Winter 2008, San Jose, Costa Rica
“You touch it!”
“No, you touch it!”
My mom and I nudge the inky black soup concoction back and forth across the cafe table.
I swallow down the bile rising in my throat as I tentatively poke the grayish blob floating in the soup we’re meant to share.
“Quisiera una sopa negra,” I had told the waitress confidently, smugly, with my least-gringa accent possible just ten minutes before when we ordered the Costa Rican classic: black bean soup.
The hole-in-the-wall restaurant was our first stop after my mom and I arrived in San Jose, Costa Rica. We were embarking on a week-long trip celebrating my college graduation by going back to the city where I spent a semester abroad.
My mom studied French in college and had never been to Central America: she was at my mercy.
“What’s the address of your host family?” she had asked. “What bus number do we take?”
I couldn’t tell her. I had studied abroad in 2006, before smartphones. I only remembered the verbal directions my host mom gave me. “Walk three blocks down the avenida (avenue) from the downtown square, walk past Pops, the ice cream and chocolate banana store. Wait there for a bus. Pull down the cord when you pass the yellow and red rinconcito dominicano so the driver can stop in time. Get off the bus and turn when you see a church that looks like a birthday cake. Walk until you find the house.”
My mom took in these directions with understandable apprehension.
“I’ll know it when I see it,” I assured her.

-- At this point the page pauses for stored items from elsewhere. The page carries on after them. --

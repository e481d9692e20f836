//! Solscope - class diagrams and storage slot layouts for Solidity contracts.
//!
//! Builds a structural model from pre-parsed Solidity syntax trees, narrows
//! it to the classes connected to chosen roots, computes how a contract's
//! state variables are packed into storage slots, and serializes class models
//! and storage layouts as Graphviz `dot`.

pub mod config;
pub mod export;
pub mod filter;
pub mod storage;

mod error;

pub use solscope_core::{catalog, identifier, model};

pub use error::{FilterError, LayoutError, SolscopeError};

use std::{fs, path::Path};

use log::{debug, info, trace};

use solscope_builder::{Builder, ImportMode, ImportResolver, ast::SourceEntry};
use solscope_core::{catalog::Catalog, identifier::IdGenerator, model::Class};

use config::AppConfig;

/// Entry point for building models, layouts and diagrams.
///
/// # Examples
///
/// ```rust
/// use solscope::{Solscope, config::AppConfig};
/// use solscope_builder::{ImportMode, ast::SourceEntry};
///
/// let bundle: Vec<SourceEntry> = serde_json::from_str(r#"[{
///     "path": "src/Counter.sol",
///     "ast": { "type": "SourceUnit", "children": [{
///         "type": "ContractDefinition", "name": "Counter", "kind": "contract",
///         "baseContracts": [],
///         "subNodes": [{ "type": "StateVariableDeclaration", "variables": [{
///             "type": "VariableDeclaration", "name": "count",
///             "typeName": { "type": "ElementaryTypeName", "name": "uint64" },
///             "visibility": "public", "isStateVar": true,
///             "isDeclaredConst": false, "isImmutable": false
///         }] }]
///     }] }
/// }]"#).unwrap();
///
/// let solscope = Solscope::new(AppConfig::default());
/// let classes = solscope.build_sources(&bundle, ImportMode::Flattened).unwrap();
///
/// let layout = solscope.storage_layout(&classes, "Counter", None).unwrap();
/// assert_eq!(layout.root().storage("count").unwrap().byte_size, 8);
///
/// let dot = solscope.storage_dot(&layout);
/// assert!(dot.starts_with("digraph StorageDiagram"));
/// ```
#[derive(Debug, Default)]
pub struct Solscope {
    config: AppConfig,
}

impl Solscope {
    /// Create a new instance with the given configuration.
    pub fn new(config: AppConfig) -> Self {
        Self { config }
    }

    pub fn config(&self) -> &AppConfig {
        &self.config
    }

    /// Reads a JSON source bundle: a list of `{ "path", "ast" }` entries.
    ///
    /// # Errors
    ///
    /// Returns `SolscopeError` if the file cannot be read or is not a valid
    /// bundle.
    pub fn read_bundle(&self, path: impl AsRef<Path>) -> Result<Vec<SourceEntry>, SolscopeError> {
        let path = path.as_ref();
        info!(path:% = path.display(); "Reading source bundle");

        let content = fs::read_to_string(path)?;
        let bundle: Vec<SourceEntry> = serde_json::from_str(&content)?;

        debug!(units = bundle.len(); "Source bundle read");
        Ok(bundle)
    }

    /// Builds the classes of every source unit in a bundle.
    ///
    /// All units share one id generator, so class ids are unique across the
    /// returned list. Classes are returned in input order.
    ///
    /// # Errors
    ///
    /// Returns `SolscopeError::Build` for the first unit that fails to build.
    pub fn build_sources(
        &self,
        sources: &[SourceEntry],
        mode: ImportMode,
    ) -> Result<Vec<Class>, SolscopeError> {
        info!(units = sources.len(), mode:?; "Building model");

        let ids = IdGenerator::new();
        let imports = ImportResolver::new(mode)
            .with_include_dirs(self.config.imports().include_dirs().to_vec());
        let builder = Builder::new(&ids, &imports);

        let mut classes = Vec::new();
        for source in sources {
            let built = builder
                .build(&source.ast, &source.path)
                .map_err(|err| SolscopeError::new_build_error(err, &source.path))?;
            debug!(path = source.path, classes = built.len(); "Source unit built");
            classes.extend(built);
        }

        info!(classes = classes.len(); "Model built");
        trace!(classes:?; "Built classes");
        Ok(classes)
    }

    /// Narrows classes to those connected to `roots`.
    ///
    /// Uses `depth` when given, else the configured default depth.
    ///
    /// # Errors
    ///
    /// Returns `SolscopeError::Filter` if a root is not found.
    pub fn filter<'a, S: AsRef<str>>(
        &self,
        classes: &'a [Class],
        roots: &[S],
        depth: Option<usize>,
    ) -> Result<Vec<&'a Class>, SolscopeError> {
        let depth = depth.or(self.config.filter().depth());
        let catalog = Catalog::new(classes);
        Ok(filter::reachable_from(&catalog, roots, depth)?)
    }

    /// Computes the storage layout of a contract.
    ///
    /// `address` labels the root layout when the contract was fetched for a
    /// deployed address.
    ///
    /// # Errors
    ///
    /// Returns `SolscopeError::Layout` if the contract or a type it uses
    /// cannot be resolved.
    pub fn storage_layout(
        &self,
        classes: &[Class],
        contract: &str,
        address: Option<&str>,
    ) -> Result<solscope_core::storage::StorageLayout, SolscopeError> {
        let catalog = Catalog::new(classes);
        let mut layout = storage::layout(&catalog, contract)?;
        layout.root_mut().address = address.map(str::to_string);
        Ok(layout)
    }

    /// Serializes classes as a class diagram using the configured toggles.
    pub fn class_dot(&self, classes: &[&Class]) -> String {
        info!(classes = classes.len(); "Writing class diagram");
        export::dot::class_diagram(classes, self.config.class())
    }

    /// Serializes a storage layout as a storage diagram.
    pub fn storage_dot(&self, layout: &solscope_core::storage::StorageLayout) -> String {
        info!(layouts = layout.layouts().len(); "Writing storage diagram");
        export::dot::storage_diagram(layout)
    }
}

So here we were stopping for a much-needed meal before attempting to find my host family. My host mom, Mami Sandra, cooked a delicious black bean soup, and I knew my own mom loved soups.
When the waitress (who was already eyeing us like the dumb foreigners we turned out to be) set the bowl in front of us, it didn’t look like Mami Sandra’s soup.
A gray, amorphous blob floated in the sea of black beans, tentacle-like ribbons coiled and bobbed.
“Is that an octopus?!” My mom asked, looking to me to make sense of the meal I had subjected us to.
I honestly couldn’t say.
We poked and the blob dipped under. This wasn’t what I remembered. Is it tentacles? A brain?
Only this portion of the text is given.